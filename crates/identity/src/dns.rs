//! Google-managed domain classification.
//!
//! A handful of consumer domains are known up front. Anything else is
//! classified by its MX records: a domain whose mail is handled by Google
//! (Workspace) gets Google's address folding rules. Lookup failures and
//! timeouts classify the domain as not Google-managed.

use std::collections::HashMap;
use std::sync::Arc;
use std::time::Duration;

use async_trait::async_trait;
use hickory_resolver::TokioAsyncResolver;
use hickory_resolver::config::{ResolverConfig, ResolverOpts};
use thiserror::Error;
use tracing::{debug, instrument, warn};

use likeness_core::normalize;

use crate::config::DnsConfig;

/// Default bound on a single MX lookup.
pub const DEFAULT_LOOKUP_TIMEOUT: Duration = Duration::from_secs(3);

/// Errors from an MX lookup.
#[derive(Debug, Error)]
pub enum DnsError {
    /// The resolver failed or returned an error response.
    #[error("MX lookup for {domain} failed: {message}")]
    Lookup { domain: String, message: String },

    /// The resolver could not be constructed.
    #[error("resolver setup failed: {0}")]
    Setup(String),
}

/// Source of MX records.
#[async_trait]
pub trait MxResolver: Send + Sync {
    /// Mail exchange host names for `domain`.
    async fn mx_exchanges(&self, domain: &str) -> Result<Vec<String>, DnsError>;
}

/// [`MxResolver`] on top of `hickory-resolver`.
pub struct HickoryMxResolver {
    resolver: TokioAsyncResolver,
}

impl HickoryMxResolver {
    /// Resolver using the public default upstreams.
    #[must_use]
    pub fn new(timeout: Duration) -> Self {
        Self {
            resolver: TokioAsyncResolver::tokio(ResolverConfig::default(), options(timeout)),
        }
    }

    /// Resolver using the host's `/etc/resolv.conf`.
    ///
    /// # Errors
    ///
    /// Returns `DnsError::Setup` if the system configuration can't be read.
    pub fn from_system_conf(timeout: Duration) -> Result<Self, DnsError> {
        let (config, mut opts) = hickory_resolver::system_conf::read_system_conf()
            .map_err(|e| DnsError::Setup(e.to_string()))?;
        opts.timeout = timeout;
        Ok(Self {
            resolver: TokioAsyncResolver::tokio(config, opts),
        })
    }
}

fn options(timeout: Duration) -> ResolverOpts {
    let mut opts = ResolverOpts::default();
    opts.timeout = timeout;
    opts.attempts = 1;
    opts
}

impl std::fmt::Debug for HickoryMxResolver {
    fn fmt(&self, f: &mut std::fmt::Formatter<'_>) -> std::fmt::Result {
        f.debug_struct("HickoryMxResolver").finish_non_exhaustive()
    }
}

#[async_trait]
impl MxResolver for HickoryMxResolver {
    async fn mx_exchanges(&self, domain: &str) -> Result<Vec<String>, DnsError> {
        let lookup = self
            .resolver
            .mx_lookup(domain)
            .await
            .map_err(|e| DnsError::Lookup {
                domain: domain.to_owned(),
                message: e.to_string(),
            })?;

        Ok(lookup.iter().map(|mx| mx.exchange().to_string()).collect())
    }
}

/// Fixed MX table for tests and offline use. Unknown domains fail.
#[derive(Debug, Clone, Default)]
pub struct StaticMxResolver {
    records: HashMap<String, Vec<String>>,
}

impl StaticMxResolver {
    #[must_use]
    pub fn new() -> Self {
        Self::default()
    }

    /// Add the MX hosts of `domain`.
    #[must_use]
    pub fn with_domain<I, S>(mut self, domain: &str, exchanges: I) -> Self
    where
        I: IntoIterator<Item = S>,
        S: Into<String>,
    {
        self.records.insert(
            domain.to_lowercase(),
            exchanges.into_iter().map(Into::into).collect(),
        );
        self
    }
}

#[async_trait]
impl MxResolver for StaticMxResolver {
    async fn mx_exchanges(&self, domain: &str) -> Result<Vec<String>, DnsError> {
        self.records
            .get(&domain.to_lowercase())
            .cloned()
            .ok_or_else(|| DnsError::Lookup {
                domain: domain.to_owned(),
                message: "no records".to_owned(),
            })
    }
}

/// Decides whether an address follows Google's folding rules.
#[derive(Clone)]
pub struct DomainClassifier {
    resolver: Arc<dyn MxResolver>,
    timeout: Duration,
    extra_domains: Vec<String>,
}

impl DomainClassifier {
    #[must_use]
    pub fn new(resolver: Arc<dyn MxResolver>, timeout: Duration) -> Self {
        Self {
            resolver,
            timeout,
            extra_domains: Vec::new(),
        }
    }

    /// Classifier on the system resolver, falling back to the default
    /// public resolvers when the system configuration can't be read.
    #[must_use]
    pub fn from_config(config: &DnsConfig) -> Self {
        let resolver = HickoryMxResolver::from_system_conf(config.timeout).unwrap_or_else(|e| {
            warn!(error = %e, "Using default DNS resolvers");
            HickoryMxResolver::new(config.timeout)
        });
        Self::new(Arc::new(resolver), config.timeout)
            .with_extra_domains(config.google_domains.iter().cloned())
    }

    /// Treat `domains` as Google-managed without a lookup.
    #[must_use]
    pub fn with_extra_domains(mut self, domains: impl IntoIterator<Item = String>) -> Self {
        self.extra_domains = domains
            .into_iter()
            .map(|d| d.trim().to_lowercase())
            .filter(|d| !d.is_empty())
            .collect();
        self
    }

    /// Whether `email`'s domain is run by Google.
    ///
    /// Never fails: lookup errors and timeouts yield `false`.
    #[instrument(skip(self, email))]
    pub async fn is_google_managed(&self, email: &str) -> bool {
        if normalize::is_known_google_domain(email) {
            return true;
        }
        let Some(domain) = normalize::domain_of(email) else {
            return false;
        };
        if self.extra_domains.contains(&domain) {
            return true;
        }

        match tokio::time::timeout(self.timeout, self.resolver.mx_exchanges(&domain)).await {
            Ok(Ok(exchanges)) => {
                let google = exchanges
                    .iter()
                    .any(|mx| mx.to_ascii_lowercase().contains("google"));
                debug!(%domain, records = exchanges.len(), google, "MX lookup");
                google
            }
            Ok(Err(e)) => {
                warn!(%domain, error = %e, "MX lookup failed; treating as not Google-managed");
                false
            }
            Err(_) => {
                warn!(%domain, timeout_ms = self.timeout.as_millis(), "MX lookup timed out; treating as not Google-managed");
                false
            }
        }
    }
}

impl std::fmt::Debug for DomainClassifier {
    fn fmt(&self, f: &mut std::fmt::Formatter<'_>) -> std::fmt::Result {
        f.debug_struct("DomainClassifier")
            .field("timeout", &self.timeout)
            .field("extra_domains", &self.extra_domains)
            .finish_non_exhaustive()
    }
}

#[cfg(test)]
mod tests {
    use super::*;

    struct SlowResolver;

    #[async_trait]
    impl MxResolver for SlowResolver {
        async fn mx_exchanges(&self, _domain: &str) -> Result<Vec<String>, DnsError> {
            tokio::time::sleep(Duration::from_secs(60)).await;
            Ok(vec!["aspmx.l.google.com.".to_owned()])
        }
    }

    fn classifier(resolver: StaticMxResolver) -> DomainClassifier {
        DomainClassifier::new(Arc::new(resolver), DEFAULT_LOOKUP_TIMEOUT)
    }

    #[tokio::test]
    async fn test_known_domains_skip_lookup() {
        let c = classifier(StaticMxResolver::new());
        assert!(c.is_google_managed("someone@GMail.com").await);
        assert!(c.is_google_managed("someone@googlemail.com").await);
    }

    #[tokio::test]
    async fn test_google_mx_is_google_managed() {
        let c = classifier(
            StaticMxResolver::new()
                .with_domain("acme.io", ["ASPMX.L.GOOGLE.COM.", "alt1.aspmx.l.google.com."]),
        );
        assert!(c.is_google_managed("dev@acme.io").await);
    }

    #[tokio::test]
    async fn test_other_mx_is_not_google_managed() {
        let c = classifier(
            StaticMxResolver::new().with_domain("example.com", ["mx.example-mail.net."]),
        );
        assert!(!c.is_google_managed("dev@example.com").await);
    }

    #[tokio::test]
    async fn test_lookup_failure_fails_open() {
        let c = classifier(StaticMxResolver::new());
        assert!(!c.is_google_managed("dev@unknown.test").await);
    }

    #[tokio::test]
    async fn test_slow_lookup_times_out() {
        let c = DomainClassifier::new(Arc::new(SlowResolver), Duration::from_millis(50));
        assert!(!c.is_google_managed("dev@slow.test").await);
    }

    #[tokio::test]
    async fn test_extra_domains() {
        let c = classifier(StaticMxResolver::new())
            .with_extra_domains(vec![" Corp.Example ".to_owned(), String::new()]);
        assert!(c.is_google_managed("dev@corp.example").await);
    }

    #[tokio::test]
    async fn test_missing_domain_is_not_google_managed() {
        let c = classifier(StaticMxResolver::new());
        assert!(!c.is_google_managed("not-an-address").await);
    }
}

• Task statement
Starting with the first line of the listing, output each line exactly until you have included the one containing "an error response.".

• Completed exercise
filename crates/identity/src/dns.rs
//! Google-managed domain classification.
//!
//! A handful of consumer domains are known up front. Anything else is
//! classified by its MX records: a domain whose mail is handled by Google
//! (Workspace) gets Google's address folding rules. Lookup failures and
//! timeouts classify the domain as not Google-managed.

use std::collections::HashMap;
use std::sync::Arc;
use std::time::Duration;

use async_trait::async_trait;
use hickory_resolver::TokioAsyncResolver;
use hickory_resolver::config::{ResolverConfig, ResolverOpts};
use thiserror::Error;
use tracing::{debug, instrument, warn};

use likeness_core::normalize;

use crate::config::DnsConfig;

/// Default bound on a single MX lookup.
pub const DEFAULT_LOOKUP_TIMEOUT: Duration = Duration::from_secs(3);

/// Errors from an MX lookup.
#[derive(Debug, Error)]
pub enum DnsError {
    /// The resolver failed or returned an error response.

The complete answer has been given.